▶ **WORK ITEM**:
Everything from the first line of the records below through the line containing "Duration/Frequency: 10 minutes, 2-3 times a" is to be retyped exactly; leave out the rest.

▶ **EXERCISE MATERIAL**:

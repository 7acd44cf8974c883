//! Built-in fallback data.
//!
//! Used when the reference table cannot provide a value: the remedy table
//! when the source file is unreadable, and the resting acceleration vector
//! when no `Normal` samples are available for baseline alignment.
//!
//! Bump [`FALLBACK_TABLE_VERSION`] whenever any entry below changes.

use crate::types::{AccelSample, Axis, GaitDisorder};

/// Revision of the fallback tables in this module.
pub const FALLBACK_TABLE_VERSION: u32 = 1;

/// Resting acceleration (gravity on the z axis) used as the nearest-normal
/// value when the reference table has no `Normal` samples.
pub const RESTING_ACCELERATION: AccelSample = AccelSample::new(0.0, 0.0, 9.8);

/// Fallback nearest-normal value for one axis.
#[must_use]
pub fn resting_value(axis: Axis) -> f64 {
    RESTING_ACCELERATION.on_axis(axis)
}

/// Recovery guidance used when the reference table cannot be read.
pub const FALLBACK_REMEDIES: [(GaitDisorder, &str); 6] = [
    (
        GaitDisorder::Ataxic,
        "Heel-to-Toe Walking: Walk with one foot in front of the other, touching heel to toe. \
         Duration/Frequency: 10 minutes, 2-3 times a day. \
         Standing Balance: Stand on one leg for 30 seconds, then switch legs. \
         Duration/Frequency: 30 seconds per leg, 3 sets/day. \
         Leg Raises: While sitting, extend one leg straight and hold for a few seconds before lowering. \
         Duration/Frequency: 3 sets of 10 repetitions/leg.",
    ),
    (
        GaitDisorder::Antalgic,
        "Gentle Walking: Walk slowly and gently, focusing on smooth movements to reduce pain. \
         Duration/Frequency: 10-15 minutes, 2-3 times/day. \
         Toe Raises: Stand with feet flat on the floor and rise onto your toes to improve strength. \
         Duration/Frequency: 3 sets of 10 reps. \
         Ankle Circles: Sit and rotate your ankles in both clockwise and counterclockwise directions. \
         Duration/Frequency: 3 sets of 10 rotations/leg.",
    ),
    (
        GaitDisorder::Normal,
        "Maintain regular exercise and posture training.",
    ),
    (
        GaitDisorder::Spastic,
        "Seated Leg Stretch: Sit with one leg extended and gently lean forward to stretch the hamstrings and calves. \
         Duration/Frequency: 3 sets of 20-30 seconds each leg. \
         Standing Quadriceps Stretch: Stand and pull one leg back to stretch the front of the thigh. \
         Duration/Frequency: 3 sets of 20-30 seconds each leg. \
         Hip Flexor Stretch: Lunge forward with one leg to stretch the hip flexors and legs. \
         Duration/Frequency: 3 sets of 20-30 seconds each leg.",
    ),
    (
        GaitDisorder::Parkinsonian,
        "Marching in Place: Stand tall and march in place, lifting knees high with each step. \
         Duration/Frequency: 3 sets of 10-15 minutes/day. \
         Heel-to-Toe Walk: Walk in a straight line, placing the heel of one foot directly in front of the toes of the other foot. \
         Duration/Frequency: 10 minutes, 2-3 times per day. \
         Side Stepping: Step sideways in a slow and controlled manner. \
         Duration/Frequency: 3 sets of 10 steps/side, 3 times a day.",
    ),
    (
        GaitDisorder::Hemiplegic,
        "Walking with Assistive Devices: Walk using crutches, walkers, or canes to assist with balance and prevent falls. \
         Duration/Frequency: 15-20 minutes/day. \
         Step-ups: Step onto a low step with one leg at a time, alternating legs. \
         Duration/Frequency: 3 sets of 10 steps each leg. \
         Weight Shifting: Shift weight from one leg to the other while standing. \
         Duration/Frequency: 3 sets of 10 shifts/leg.",
    ),
];

#[cfg(test)]
mod tests {
    use super::*;

    #[test]
    fn fallback_covers_every_disorder_once() {
        for d in GaitDisorder::ALL {
            let hits = FALLBACK_REMEDIES.iter().filter(|(k, _)| *k == d).count();
            assert_eq!(hits, 1, "{d} should appear exactly once");
        }
    }

    #[test]
    fn resting_vector_is_gravity_on_z() {
        assert_eq!(resting_value(Axis::X), 0.0);
        assert_eq!(resting_value(Axis::Y), 0.0);
        assert!((resting_value(Axis::Z) - 9.8).abs() < f64::EPSILON);
    }
}
//! Nearest-neighbor gait classification.
//!
//! A live sample is compared against every row of the reference dataset by
//! Euclidean distance. The nearest row's label is reported when it lies
//! strictly within the confidence threshold; otherwise the pattern is
//! reported as `Abnormal` with an `uncertain` tier.
//!
//! The scan is linear in the number of reference rows. The threshold is a
//! single scalar applied to the raw 3-D distance, so axes with larger
//! variance dominate the decision.

use serde::{Deserialize, Serialize};
use tracing::{debug, warn};

use crate::reference::ReferenceDataset;
use crate::types::{AccelSample, ClassificationResult};

/// Default distance below which a match is considered confident.
pub const DEFAULT_CONFIDENCE_THRESHOLD: f64 = 0.5;

/// Configuration for [`GaitClassifier`].
#[derive(Debug, Clone, Copy, PartialEq, Serialize, Deserialize)]
pub struct ClassifierConfig {
    /// Matches strictly closer than this distance are confident.
    pub confidence_threshold: f64,
}

impl Default for ClassifierConfig {
    fn default() -> Self {
        Self {
            confidence_threshold: DEFAULT_CONFIDENCE_THRESHOLD,
        }
    }
}

/// Index and distance of the nearest candidate to `live`.
///
/// Ties resolve to the earliest candidate. Candidates at a NaN distance are
/// skipped. Returns `None` when no candidate has a comparable distance.
pub(crate) fn nearest<'a, I>(candidates: I, live: &AccelSample) -> Option<(usize, f64)>
where
    I: IntoIterator<Item = &'a AccelSample>,
{
    let mut best: Option<(usize, f64)> = None;
    for (idx, candidate) in candidates.into_iter().enumerate() {
        let d = candidate.distance_to(live);
        if d.is_nan() {
            continue;
        }
        match best {
            Some((_, best_d)) if d >= best_d => {}
            _ => best = Some((idx, d)),
        }
    }
    best
}

/// Stateless nearest-neighbor classifier.
#[derive(Debug, Clone, Default)]
pub struct GaitClassifier {
    config: ClassifierConfig,
}

impl GaitClassifier {
    /// Create a classifier with the given configuration.
    #[must_use]
    pub fn new(config: ClassifierConfig) -> Self {
        Self { config }
    }

    /// Create a classifier with a custom threshold.
    #[must_use]
    pub fn with_threshold(confidence_threshold: f64) -> Self {
        Self::new(ClassifierConfig {
            confidence_threshold,
        })
    }

    /// Active configuration.
    #[must_use]
    pub fn config(&self) -> &ClassifierConfig {
        &self.config
    }

    /// Classify one live sample.
    ///
    /// Never fails: a missing or empty dataset, or a non-finite nearest
    /// distance, yields [`ClassificationResult::error`].
    #[must_use]
    pub fn classify(
        &self,
        dataset: Option<&ReferenceDataset>,
        live: AccelSample,
    ) -> ClassificationResult {
        let Some(dataset) = dataset.filter(|d| !d.is_empty()) else {
            warn!("Classification requested without reference data");
            return ClassificationResult::error();
        };

        let rows = dataset.samples();
        let Some((idx, distance)) = nearest(rows.iter().map(|r| &r.sample), &live) else {
            warn!(?live, "No comparable reference sample");
            return ClassificationResult::error();
        };
        if !distance.is_finite() {
            warn!(?live, distance, "Nearest reference sample is at a non-finite distance");
            return ClassificationResult::error();
        }

        let matched = rows[idx].label;
        debug!(
            nearest = %matched,
            distance,
            threshold = self.config.confidence_threshold,
            "Nearest reference sample"
        );

        if distance < self.config.confidence_threshold {
            ClassificationResult::confident(matched, distance)
        } else {
            ClassificationResult::uncertain(distance)
        }
    }

    /// Classify the most recent sample of a window.
    #[must_use]
    pub fn classify_latest(
        &self,
        dataset: Option<&ReferenceDataset>,
        series: &[AccelSample],
    ) -> ClassificationResult {
        match series.last() {
            Some(latest) => self.classify(dataset, *latest),
            None => ClassificationResult::error(),
        }
    }
}

#[cfg(test)]
mod tests {
    use super::*;
    use crate::types::{ClassificationLabel, ConfidenceTier, GaitDisorder, ReferenceSample};

    fn dataset() -> ReferenceDataset {
        ReferenceDataset::from_samples(vec![
            ReferenceSample::new(0.0, 0.0, 9.8, GaitDisorder::Normal),
            ReferenceSample::new(5.0, 5.0, 5.0, GaitDisorder::Ataxic),
        ])
    }

    #[test]
    fn exact_match_is_confident() {
        let ds = dataset();
        let c = GaitClassifier::default();
        for row in ds.samples() {
            let r = c.classify(Some(&ds), row.sample);
            assert_eq!(r.label, ClassificationLabel::Disorder(row.label));
            assert_eq!(r.tier, ConfidenceTier::Confident);
            assert_eq!(r.distance, Some(0.0));
        }
    }

    #[test]
    fn far_sample_is_abnormal_uncertain() {
        let ds = dataset();
        let r = GaitClassifier::default().classify(Some(&ds), AccelSample::new(2.0, 2.0, 2.0));
        assert_eq!(r.label, ClassificationLabel::Abnormal);
        assert_eq!(r.tier, ConfidenceTier::Uncertain);
        assert!(r.distance.unwrap() >= 0.5);
    }

    #[test]
    fn threshold_is_strict() {
        let ds = dataset();
        let live = AccelSample::new(5.0, 5.0, 5.5);
        let r = GaitClassifier::default().classify(Some(&ds), live);
        assert_eq!(r.tier, ConfidenceTier::Uncertain);

        let r = GaitClassifier::with_threshold(0.51).classify(Some(&ds), live);
        assert_eq!(r.label, ClassificationLabel::Disorder(GaitDisorder::Ataxic));
    }

    #[test]
    fn ties_resolve_to_first_row() {
        let ds = ReferenceDataset::from_samples(vec![
            ReferenceSample::new(1.0, 0.0, 0.0, GaitDisorder::Spastic),
            ReferenceSample::new(-1.0, 0.0, 0.0, GaitDisorder::Antalgic),
        ]);
        let r = GaitClassifier::with_threshold(2.0).classify(Some(&ds), AccelSample::default());
        assert_eq!(r.label, ClassificationLabel::Disorder(GaitDisorder::Spastic));
    }

    #[test]
    fn missing_or_empty_dataset_is_classification_error() {
        let c = GaitClassifier::default();
        let live = AccelSample::new(0.0, 0.0, 9.8);
        assert_eq!(c.classify(None, live), ClassificationResult::error());
        let empty = ReferenceDataset::default();
        assert_eq!(c.classify(Some(&empty), live), ClassificationResult::error());
    }

    #[test]
    fn nan_live_sample_is_classification_error() {
        let ds = dataset();
        let r = GaitClassifier::default().classify(Some(&ds), AccelSample::new(f64::NAN, 0.0, 0.0));
        assert_eq!(r.tier, ConfidenceTier::Error);
    }

    #[test]
    fn non_finite_distance_is_classification_error() {
        let ds = dataset();
        let c = GaitClassifier::default();
        for live in [
            AccelSample::new(f64::INFINITY, 0.0, 9.8),
            AccelSample::new(1e200, 0.0, 0.0),
        ] {
            assert_eq!(c.classify(Some(&ds), live), ClassificationResult::error(), "{live:?}");
        }
    }

    #[test]
    fn latest_of_empty_window_is_error() {
        let ds = dataset();
        let r = GaitClassifier::default().classify_latest(Some(&ds), &[]);
        assert_eq!(r, ClassificationResult::error());
    }

    #[test]
    fn latest_uses_last_sample() {
        let ds = dataset();
        let window = [AccelSample::new(0.0, 0.0, 9.8), AccelSample::new(5.0, 5.0, 5.0)];
        let r = GaitClassifier::default().classify_latest(Some(&ds), &window);
        assert_eq!(r.label, ClassificationLabel::Disorder(GaitDisorder::Ataxic));
    }
}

▶ **RESPONSE TO THIS EXERCISE**:
repository 7acd44cf8974c883
//! Built-in fallback data.
//!
//! Used when the reference table cannot provide a value: the remedy table
//! when the source file is unreadable, and the resting acceleration vector
//! when no `Normal` samples are available for baseline alignment.
//!
//! Bump [`FALLBACK_TABLE_VERSION`] whenever any entry below changes.

use crate::types::{AccelSample, Axis, GaitDisorder};

/// Revision of the fallback tables in this module.
pub const FALLBACK_TABLE_VERSION: u32 = 1;

/// Resting acceleration (gravity on the z axis) used as the nearest-normal
/// value when the reference table has no `Normal` samples.
pub const RESTING_ACCELERATION: AccelSample = AccelSample::new(0.0, 0.0, 9.8);

/// Fallback nearest-normal value for one axis.
#[must_use]
pub fn resting_value(axis: Axis) -> f64 {
    RESTING_ACCELERATION.on_axis(axis)
}

/// Recovery guidance used when the reference table cannot be read.
pub const FALLBACK_REMEDIES: [(GaitDisorder, &str); 6] = [
    (
        GaitDisorder::Ataxic,
        "Heel-to-Toe Walking: Walk with one foot in front of the other, touching heel to toe. \
         Duration/Frequency: 10 minutes, 2-3 times a day. \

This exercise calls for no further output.